El ciclo iniciado con las elecciones al Parlament de Catalunya de 2017, y que presumiblemente acabará con las próximas autonómicas que se convoquen después de la sentencia a los líderes independentistas, empieza a dibujar una serie de cambios en la competición política y en el peso de los diferentes actores en el sistema catalán totalmente inesperado hace ahora dos años.

Recordemos que aquellas elecciones se celebraron en un contexto de clara excepcionalidad: los sucesos de otoño de 2017 polarizaron como nunca a la sociedad catalana. Las encuestas mostraban un alto grado de tensión: las respuestas negativas sobre la situación política ascendían a valores superiores al 80%, y la preocupación por las relaciones Cataluña-España también alcanzaba uno de sus valores más altos en la serie histórica. Media Cataluña se decantaba por la independencia y la otra media se mostraba contraria.

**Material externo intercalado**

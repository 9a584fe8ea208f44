use std::sync::Arc;

use axum::{
    body::Bytes,
    extract::{
        rejection::{BytesRejection, JsonRejection, PathRejection},
        Path, State,
    },
    http::{header, StatusCode},
    response::{IntoResponse, Response},
    routing::{get, post, put},
    Json, Router,
};

use super::domain::{QuarterValue, SeedRequest};
use super::repository::{KpiRepository, KpiRepositoryError};
use super::service::{KpiError, KpiService};
use crate::envelope;

pub fn kpi_router<R>(service: Arc<KpiService<R>>) -> Router
where
    R: KpiRepository + 'static,
{
    Router::new()
        .route("/api/v1/kpi", get(years_handler::<R>))
        .route("/api/v1/kpi/:year", get(sheet_handler::<R>))
        .route("/api/v1/kpi/:year/seed", post(seed_handler::<R>))
        .route(
            "/api/v1/kpi/:year/indicators/:code/quarters/:quarter",
            put(quarter_handler::<R>),
        )
        .route("/api/v1/kpi/:year/export", get(export_handler::<R>))
        .with_state(service)
}

async fn years_handler<R>(State(service): State<Arc<KpiService<R>>>) -> Response
where
    R: KpiRepository + 'static,
{
    match service.years() {
        Ok(years) => envelope::success(StatusCode::OK, years),
        Err(err) => error_response(err),
    }
}

async fn sheet_handler<R>(
    State(service): State<Arc<KpiService<R>>>,
    year: Result<Path<i32>, PathRejection>,
) -> Response
where
    R: KpiRepository + 'static,
{
    let Path(year) = match year {
        Ok(year) => year,
        Err(rejection) => return envelope::failure(rejection.status(), rejection.body_text()),
    };

    match service.sheet(year) {
        Ok(sheet) => envelope::success(StatusCode::OK, sheet.view()),
        Err(err) => error_response(err),
    }
}

async fn seed_handler<R>(
    State(service): State<Arc<KpiService<R>>>,
    year: Result<Path<i32>, PathRejection>,
    body: Result<Bytes, BytesRejection>,
) -> Response
where
    R: KpiRepository + 'static,
{
    let Path(year) = match year {
        Ok(year) => year,
        Err(rejection) => return envelope::failure(rejection.status(), rejection.body_text()),
    };
    let body = match body {
        Ok(body) => body,
        Err(rejection) => return envelope::failure(rejection.status(), rejection.body_text()),
    };
    // An empty body seeds the standard set without targets.
    let request = if body.iter().all(u8::is_ascii_whitespace) {
        SeedRequest::default()
    } else {
        match Json::<SeedRequest>::from_bytes(&body) {
            Ok(Json(request)) => request,
            Err(rejection) => {
                return envelope::failure(rejection.status(), rejection.body_text())
            }
        }
    };

    match service.seed(year, request) {
        Ok(sheet) => envelope::success(StatusCode::CREATED, sheet.view()),
        Err(err) => error_response(err),
    }
}

async fn quarter_handler<R>(
    State(service): State<Arc<KpiService<R>>>,
    path: Result<Path<(i32, String, u8)>, PathRejection>,
    payload: Result<Json<QuarterValue>, JsonRejection>,
) -> Response
where
    R: KpiRepository + 'static,
{
    let Path((year, code, quarter)) = match path {
        Ok(path) => path,
        Err(rejection) => return envelope::failure(rejection.status(), rejection.body_text()),
    };
    let Json(body) = match payload {
        Ok(payload) => payload,
        Err(rejection) => return envelope::failure(rejection.status(), rejection.body_text()),
    };

    match service.record_quarter(year, &code, quarter, body.value) {
        Ok(sheet) => envelope::success(StatusCode::OK, sheet.view()),
        Err(err) => error_response(err),
    }
}

async fn export_handler<R>(
    State(service): State<Arc<KpiService<R>>>,
    year: Result<Path<i32>, PathRejection>,
) -> Response
where
    R: KpiRepository + 'static,
{
    let Path(year) = match year {
        Ok(year) => year,
        Err(rejection) => return envelope::failure(rejection.status(), rejection.body_text()),
    };

    match service.export_csv(year) {
        Ok(csv) => (
            StatusCode::OK,
            [
                (header::CONTENT_TYPE, "text/csv; charset=utf-8".to_string()),
                (
                    header::CONTENT_DISPOSITION,
                    format!("attachment; filename=\"kpi-{year}.csv\""),
                ),
            ],
            csv,
        )
            .into_response(),
        Err(err) => error_response(err),
    }
}

pub(crate) fn error_response(err: KpiError) -> Response {
    let status = match &err {
        KpiError::Validation(_) | KpiError::InvalidQuarter(_) => StatusCode::BAD_REQUEST,
        KpiError::NotSeeded(_)
        | KpiError::UnknownIndicator(_)
        | KpiError::Repository(KpiRepositoryError::NotFound) => StatusCode::NOT_FOUND,
        KpiError::AlreadySeeded(_) | KpiError::Repository(KpiRepositoryError::Conflict) => {
            StatusCode::CONFLICT
        }
        KpiError::Csv(_)
        | KpiError::Export(_)
        | KpiError::Repository(KpiRepositoryError::Unavailable(_)) => {
            StatusCode::INTERNAL_SERVER_ERROR
        }
    };

    if status.is_server_error() {
        tracing::error!(error = %err, "kpi request failed");
    }
    envelope::failure(status, err.to_string())
}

Está polarización se materializó en la convocatoria electoral: Ciudadanos fue el primer partido no nacionalista catalán (ni catalanista) que conseguía la victoria en unas autonómicas, aunque las formaciones independentistas consiguieron la mayoría parlamentaria de manera holgada. En votos, los primeros superaron en 150.000 votos a los segundos. Era un ‘país’ dividido por la mitad

Las elecciones de 2017, en las que no hubo lista unitaria independentista (como en 2015) rompieron, además, la trayectoria histórica del sistema de partidos catalán. Tradicionalmente, dos formaciones copaban en las autonómicas la mayoría de escaños y votos y había entre tres y cuatro menores que formaban parte de los acuerdos de gobierno o de investidura. El papel de las fuerzas que competían por la victoria se lo repartían CiU y PSC hasta el inicio del ‘procés’ independentista, cuando los socialistas fueron desplazados por ERC. No obstante, la dinámica política cambió, ya que ERC no ejercía de oposición, sino que sustentaba al Govern de CiU. Los comicios de 2017 situaron hasta tres formaciones políticas (Ciudadanos, JxCAT y ERC) con unos números similares de apoyo electoral y de escaños. Se pasó de un bipartidismo imperfecto a un tri-partidismo igualmente imperfecto.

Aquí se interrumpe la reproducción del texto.